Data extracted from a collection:
//! Typed record access inside a transaction
//!
//! [`RecordAccess`] adds the persistence operations of the record store
//! (create / filter / get / save / delete per record kind, record type lookup
//! by name) on top of [`TransactionContext`]'s untyped row API.

use survey_concurrency::TransactionContext;
use survey_core::{
    DataBlob, EntityRef, QuestionRecord, RecordId, RecordKind, RecordType, Survey, SurveyError,
    SurveyId, SurveyResult, TypedRecord,
};
use survey_storage::{Key, Row};

/// Typed record operations over a transaction
pub trait RecordAccess {
    // Surveys

    /// Fetch a survey, failing with NotFound when absent
    fn survey(&self, id: SurveyId) -> SurveyResult<Survey>;
    /// All surveys in id order
    fn surveys(&self) -> SurveyResult<Vec<Survey>>;
    /// Allocate an id and stage a new survey row
    fn insert_survey(&mut self, name: String, description: String) -> Survey;
    /// Stage an updated survey row
    fn save_survey(&mut self, survey: Survey);
    /// Stage deletion of a survey and every record it owns
    fn delete_survey(&mut self, id: SurveyId) -> SurveyResult<usize>;

    // Record types

    /// Fetch a record type by name, failing with RecordTypeNotFound when absent
    fn record_type(&self, name: &str) -> SurveyResult<RecordType>;
    /// All record types in name order
    fn record_types(&self) -> SurveyResult<Vec<RecordType>>;
    /// Stage a create-or-replace of a record type
    fn save_record_type(&mut self, record_type: RecordType);

    // Survey data

    /// Fetch a survey data record, failing with NotFound when absent
    fn survey_data(&self, id: RecordId) -> SurveyResult<TypedRecord>;
    /// Survey data records of one survey, optionally restricted to one type
    fn filter_survey_data(
        &self,
        survey: SurveyId,
        record_type: Option<&str>,
    ) -> SurveyResult<Vec<TypedRecord>>;
    /// Allocate an id and stage a new survey data record
    fn insert_survey_data(&mut self, survey: SurveyId, record_type: &str, data: DataBlob)
        -> TypedRecord;
    /// Stage an updated survey data record
    fn save_survey_data(&mut self, record: TypedRecord);
    /// Stage deletion of a survey data record
    fn delete_survey_data(&mut self, id: RecordId);

    // Question data

    /// Fetch a question data record, failing with NotFound when absent
    fn question_data(&self, id: RecordId) -> SurveyResult<QuestionRecord>;
    /// Question data records, optionally restricted by name and type
    fn filter_question_data(
        &self,
        name: Option<&str>,
        record_type: Option<&str>,
    ) -> SurveyResult<Vec<QuestionRecord>>;
    /// Allocate an id and stage a new question data record
    fn insert_question_data(&mut self, name: String, record_type: &str, data: DataBlob)
        -> QuestionRecord;
    /// Stage an updated question data record
    fn save_question_data(&mut self, record: QuestionRecord);
    /// Stage deletion of a question data record
    fn delete_question_data(&mut self, id: RecordId);
}

impl RecordAccess for TransactionContext {
    fn survey(&self, id: SurveyId) -> SurveyResult<Survey> {
        match self.get(&Key::Survey(id)) {
            Some(row) => row.into_survey(),
            None => Err(SurveyError::not_found(EntityRef::survey(id))),
        }
    }

    fn surveys(&self) -> SurveyResult<Vec<Survey>> {
        self.scan(RecordKind::Survey)
            .into_iter()
            .map(|(_, row)| row.into_survey())
            .collect()
    }

    fn insert_survey(&mut self, name: String, description: String) -> Survey {
        let id = SurveyId::new(self.allocate_id(RecordKind::Survey));
        let survey = Survey::new(id, name, description);
        self.put(Row::Survey(survey.clone()));
        survey
    }

    fn save_survey(&mut self, survey: Survey) {
        self.put(Row::Survey(survey));
    }

    fn delete_survey(&mut self, id: SurveyId) -> SurveyResult<usize> {
        self.survey(id)?;
        let owned = self.filter_survey_data(id, None)?;
        let count = owned.len();
        for record in owned {
            self.delete(Key::SurveyData(record.id));
        }
        self.delete(Key::Survey(id));
        Ok(count)
    }

    fn record_type(&self, name: &str) -> SurveyResult<RecordType> {
        match self.get(&Key::RecordType(name.to_string())) {
            Some(row) => row.into_record_type(),
            None => Err(SurveyError::record_type_not_found(name)),
        }
    }

    fn record_types(&self) -> SurveyResult<Vec<RecordType>> {
        self.scan(RecordKind::RecordType)
            .into_iter()
            .map(|(_, row)| row.into_record_type())
            .collect()
    }

    fn save_record_type(&mut self, record_type: RecordType) {
        self.put(Row::RecordType(record_type));
    }

    fn survey_data(&self, id: RecordId) -> SurveyResult<TypedRecord> {
        match self.get(&Key::SurveyData(id)) {
            Some(row) => row.into_survey_data(),
            None => Err(SurveyError::not_found(EntityRef::survey_data(None, id))),
        }
    }

    fn filter_survey_data(
        &self,
        survey: SurveyId,
        record_type: Option<&str>,
    ) -> SurveyResult<Vec<TypedRecord>> {
        let mut out = Vec::new();
        for (_, row) in self.scan(RecordKind::SurveyData) {
            let record = row.into_survey_data()?;
            if record.survey != survey {
                continue;
            }
            if let Some(t) = record_type {
                if record.record_type != t {
                    continue;
                }
            }
            out.push(record);
        }
        Ok(out)
    }

    fn insert_survey_data(
        &mut self,
        survey: SurveyId,
        record_type: &str,
        data: DataBlob,
    ) -> TypedRecord {
        let id = RecordId::new(self.allocate_id(RecordKind::SurveyData));
        let record = TypedRecord {
            id,
            survey,
            record_type: record_type.to_string(),
            data,
        };
        self.put(Row::SurveyData(record.clone()));
        record
    }

    fn save_survey_data(&mut self, record: TypedRecord) {
        self.put(Row::SurveyData(record));
    }

    fn delete_survey_data(&mut self, id: RecordId) {
        self.delete(Key::SurveyData(id));
    }

    fn question_data(&self, id: RecordId) -> SurveyResult<QuestionRecord> {
        match self.get(&Key::QuestionData(id)) {
            Some(row) => row.into_question_data(),
            None => Err(SurveyError::not_found(EntityRef::question_data(id))),
        }
    }

    fn filter_question_data(
        &self,
        name: Option<&str>,
        record_type: Option<&str>,
    ) -> SurveyResult<Vec<QuestionRecord>> {
        let mut out = Vec::new();
        for (_, row) in self.scan(RecordKind::QuestionData) {
            let record = row.into_question_data()?;
            if name.map_or(false, |n| record.name != n) {
                continue;
            }
            if record_type.map_or(false, |t| record.record_type != t) {
                continue;
            }
            out.push(record);
        }
        Ok(out)
    }

    fn insert_question_data(
        &mut self,
        name: String,
        record_type: &str,
        data: DataBlob,
    ) -> QuestionRecord {
        let id = RecordId::new(self.allocate_id(RecordKind::QuestionData));
        let record = QuestionRecord {
            id,
            name,
            record_type: record_type.to_string(),
            data,
        };
        self.put(Row::QuestionData(record.clone()));
        record
    }

    fn save_question_data(&mut self, record: QuestionRecord) {
        self.put(Row::QuestionData(record));
    }

    fn delete_question_data(&mut self, id: RecordId) {
        self.delete(Key::QuestionData(id));
    }
}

Work item>
Find the word "EntityRef" in the records, and report each line that has it.

Answer section>
    DataBlob, EntityRef, QuestionRecord, RecordId, RecordKind, RecordType, Survey, SurveyError,
            None => Err(SurveyError::not_found(EntityRef::survey(id))),
            None => Err(SurveyError::not_found(EntityRef::survey_data(None, id))),
            None => Err(SurveyError::not_found(EntityRef::question_data(id))),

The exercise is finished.